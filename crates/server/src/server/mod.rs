//! HTTP surface: router, handlers, and connection plumbing.

use std::future::Future;
use std::net::SocketAddr;
use std::sync::Arc;

use anyhow::Context;
use axum::extract::{Path, State};
use axum::http::{header, HeaderMap, Method, StatusCode};
use axum::response::{IntoResponse, Response};
use axum::routing::{get, post};
use axum::{Json, Router};
use serde::Deserialize;
use serde_json::json;
use tower::ServiceBuilder;
use tower_http::cors::{Any, CorsLayer};
use tracing::info;

use storage::Storage;

pub mod auth;
pub mod game;
pub mod session;
pub mod stream;

pub use auth::AuthState;
pub use game::{run_game_loop, GameService, SnapshotSeq};
pub use session::{Session, SessionRegistry};

use crate::config::RuntimeConfig;
use crate::economy::{EconomyService, PurchaseError};
use crate::entity::Dir;
use crate::world::World;
use game::now_ms;

/// Shared handler state.
#[derive(Clone)]
pub struct AppState {
    pub world: Arc<World>,
    pub storage: Arc<dyn Storage>,
    pub game: Arc<GameService>,
    pub economy: Arc<EconomyService>,
    pub auth: Arc<AuthState>,
    pub sessions: Arc<SessionRegistry>,
    pub seq: Arc<SnapshotSeq>,
    pub config: RuntimeConfig,
}

fn error_response(status: StatusCode, code: &'static str) -> Response {
    (status, Json(json!({ "error": code }))).into_response()
}

fn require_auth_user(auth: &AuthState, headers: &HeaderMap) -> Option<i32> {
    let value = headers.get(header::AUTHORIZATION)?.to_str().ok()?;
    let token = value.strip_prefix("Bearer ")?;
    auth.token_to_user(token)
}

/// Builds the application router with permissive CORS.
pub fn router(state: AppState) -> Router {
    let cors = CorsLayer::new()
        .allow_origin(Any)
        .allow_methods([Method::GET, Method::POST, Method::OPTIONS])
        .allow_headers([header::CONTENT_TYPE, header::AUTHORIZATION]);

    Router::new()
        .route("/health", get(health))
        .route("/game/state", get(game_state))
        .route("/game/runtime", get(game_runtime))
        .route("/game/stream", get(stream::stream_handler))
        .route("/game/camera", post(game_camera))
        .route("/economy/state", get(economy_state))
        .route("/economy/purchase", post(economy_purchase))
        .route("/auth/login", post(auth_login))
        .route("/me/snakes", get(me_snakes_list).post(me_snakes_create))
        .route("/snakes/{id}/dir", post(snake_dir))
        .route("/snakes/{id}/pause", post(snake_pause))
        .layer(ServiceBuilder::new().layer(cors))
        .with_state(state)
}

/// Binds and serves until the shutdown future resolves.
pub async fn run(
    state: AppState,
    addr: SocketAddr,
    shutdown: impl Future<Output = ()> + Send + 'static,
) -> anyhow::Result<()> {
    let app = router(state);
    let listener = tokio::net::TcpListener::bind(addr)
        .await
        .with_context(|| format!("failed to bind {addr}"))?;

    info!("listening on http://{addr}");
    info!("SSE:   GET /game/stream");
    info!("State: GET /game/state");
    info!("Login: POST /auth/login {{username,password}}");

    axum::serve(listener, app)
        .with_graceful_shutdown(shutdown)
        .await
        .context("HTTP server errored")
}

async fn health() -> Response {
    Json(json!({ "ok": true })).into_response()
}

async fn game_state(State(app): State<AppState>) -> Response {
    Json(app.world.snapshot().to_protocol()).into_response()
}

async fn game_runtime(State(app): State<AppState>) -> Response {
    Json(protocol::RuntimeInfo {
        tick_hz: app.config.tick_hz,
        spectator_hz: app.config.spectator_hz,
        player_hz: app.config.player_hz,
        enable_broadcast: app.config.enable_broadcast,
        chunk_size: app.config.chunk_size,
        single_chunk_mode: app.config.single_chunk_mode,
        aoi_enabled: app.config.aoi_enabled,
        aoi_radius: app.config.aoi_radius,
    })
    .into_response()
}

#[derive(Debug, Deserialize)]
struct CameraRequest {
    sid: Option<String>,
    x: Option<i32>,
    y: Option<i32>,
    zoom: Option<f32>,
    watch_snake_id: Option<i32>,
}

async fn game_camera(State(app): State<AppState>, body: String) -> Response {
    let Ok(req) = serde_json::from_str::<CameraRequest>(&body) else {
        return error_response(StatusCode::BAD_REQUEST, "bad_camera_payload");
    };
    let (Some(sid), Some(x), Some(y)) = (req.sid, req.x, req.y) else {
        return error_response(StatusCode::BAD_REQUEST, "bad_camera_payload");
    };
    if sid.is_empty() {
        return error_response(StatusCode::BAD_REQUEST, "bad_camera_payload");
    }

    let session = app.sessions.update_camera(
        &sid,
        x,
        y,
        req.zoom,
        req.watch_snake_id,
        &app.config,
        now_ms(),
    );
    Json(session).into_response()
}

async fn economy_state(State(app): State<AppState>) -> Response {
    let s = app.economy.get_state();
    Json(json!({
        "period_key": s.state.period_key,
        "M": s.state.m,
        "K": s.state.k,
        "Y": s.state.y,
        "P": s.state.p,
        "pi": s.state.pi,
        "A_world": s.state.a_world,
        "M_white": s.state.m_white,
        "inputs": {
            "k_land": s.params.k_land,
            "A": s.params.a_productivity,
            "V": s.params.v_velocity,
            "M_G": s.params.m_gov_reserve,
            "cap_delta_m": s.params.cap_delta_m,
            "delta_m_issue": s.params.delta_m_issue,
            "delta_m_buy": s.delta_m_buy,
            "delta_k_obs": s.params.delta_k_obs,
            "sum_mi": s.state.sum_mi,
            "k_snakes": s.k_snakes,
        },
    }))
    .into_response()
}

#[derive(Debug, Deserialize)]
struct PurchaseRequest {
    cells: Option<i64>,
    purchased_cells: Option<i64>,
}

async fn economy_purchase(
    State(app): State<AppState>,
    headers: HeaderMap,
    body: String,
) -> Response {
    let Some(user_id) = require_auth_user(&app.auth, &headers) else {
        return error_response(StatusCode::UNAUTHORIZED, "unauthorized");
    };

    let cells = serde_json::from_str::<PurchaseRequest>(&body)
        .ok()
        .and_then(|req| req.cells.or(req.purchased_cells));
    let Some(cells) = cells.filter(|&c| c > 0) else {
        return error_response(StatusCode::BAD_REQUEST, "bad_cells");
    };

    match app.economy.purchase(user_id, cells) {
        Ok(snapshot) => Json(json!({
            "status": "OK",
            "cells": cells,
            "period_key": snapshot.state.period_key,
            "M": snapshot.state.m,
            "P": snapshot.state.p,
        }))
        .into_response(),
        Err(PurchaseError::UserUpdateFailed) => error_response(
            StatusCode::INTERNAL_SERVER_ERROR,
            "purchase_user_update_failed",
        ),
        Err(PurchaseError::PeriodUpdateFailed) => error_response(
            StatusCode::INTERNAL_SERVER_ERROR,
            "purchase_period_update_failed",
        ),
    }
}

#[derive(Debug, Deserialize)]
struct LoginRequest {
    username: Option<String>,
    password: Option<String>,
}

async fn auth_login(State(app): State<AppState>, body: String) -> Response {
    let Ok(req) = serde_json::from_str::<LoginRequest>(&body) else {
        return error_response(StatusCode::BAD_REQUEST, "bad_request");
    };
    let (Some(username), Some(password)) = (req.username, req.password) else {
        return error_response(StatusCode::BAD_REQUEST, "bad_request");
    };

    let user = match app.storage.get_user_by_username(&username) {
        Ok(Some(user)) if user.password_hash == password => user,
        _ => return error_response(StatusCode::UNAUTHORIZED, "unauthorized"),
    };
    let Ok(user_id) = user.user_id.parse::<i32>() else {
        return error_response(StatusCode::UNAUTHORIZED, "unauthorized");
    };

    let token = app.auth.issue_token(user_id);
    Json(json!({ "token": token, "user_id": user_id })).into_response()
}

async fn me_snakes_list(State(app): State<AppState>, headers: HeaderMap) -> Response {
    let Some(user_id) = require_auth_user(&app.auth, &headers) else {
        return error_response(StatusCode::UNAUTHORIZED, "unauthorized");
    };

    let snakes: Vec<_> = app
        .world
        .list_user_snakes(user_id)
        .into_iter()
        .map(|s| {
            json!({
                "id": s.id,
                "color": s.color,
                "paused": s.paused,
                "len": s.body.len(),
            })
        })
        .collect();
    Json(json!({ "snakes": snakes })).into_response()
}

#[derive(Debug, Deserialize)]
struct CreateSnakeRequest {
    color: Option<String>,
}

async fn me_snakes_create(
    State(app): State<AppState>,
    headers: HeaderMap,
    body: String,
) -> Response {
    let Some(user_id) = require_auth_user(&app.auth, &headers) else {
        return error_response(StatusCode::UNAUTHORIZED, "unauthorized");
    };

    // The body is optional; a missing or malformed color falls back.
    let color = serde_json::from_str::<CreateSnakeRequest>(&body)
        .ok()
        .and_then(|req| req.color)
        .unwrap_or_else(|| "#ff00ff".to_string());

    let Some(id) = app.world.create_snake_for_user(user_id, &color) else {
        return error_response(StatusCode::TOO_MANY_REQUESTS, "snake_limit");
    };
    app.game.flush_persistence_delta();

    Json(json!({ "id": id })).into_response()
}

#[derive(Debug, Deserialize)]
struct DirRequest {
    dir: Option<i32>,
}

async fn snake_dir(
    State(app): State<AppState>,
    Path(snake_id): Path<i32>,
    headers: HeaderMap,
    body: String,
) -> Response {
    let Some(user_id) = require_auth_user(&app.auth, &headers) else {
        return error_response(StatusCode::UNAUTHORIZED, "unauthorized");
    };

    let code = serde_json::from_str::<DirRequest>(&body)
        .ok()
        .and_then(|req| req.dir);
    let Some(code) = code.filter(|&d| (1..=4).contains(&d)) else {
        return error_response(StatusCode::BAD_REQUEST, "bad_dir");
    };
    let dir = Dir::try_from(code).expect("validated direction code");

    if !app.world.queue_direction_input(user_id, snake_id, dir) {
        return error_response(StatusCode::FORBIDDEN, "forbidden");
    }
    Json(json!({ "status": "OK" })).into_response()
}

async fn snake_pause(
    State(app): State<AppState>,
    Path(snake_id): Path<i32>,
    headers: HeaderMap,
) -> Response {
    let Some(user_id) = require_auth_user(&app.auth, &headers) else {
        return error_response(StatusCode::UNAUTHORIZED, "unauthorized");
    };

    if !app.world.queue_pause_toggle(user_id, snake_id) {
        return error_response(StatusCode::FORBIDDEN, "forbidden");
    }
    Json(json!({ "status": "OK" })).into_response()
}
* * * * * * * * *
**TASK TO COMPLETE**
Whenever the word "match" shows up in a line of the entries above, copy that line.

**RESULT OF THE EXERCISE**
    match app.economy.purchase(user_id, cells) {
    let user = match app.storage.get_user_by_username(&username) {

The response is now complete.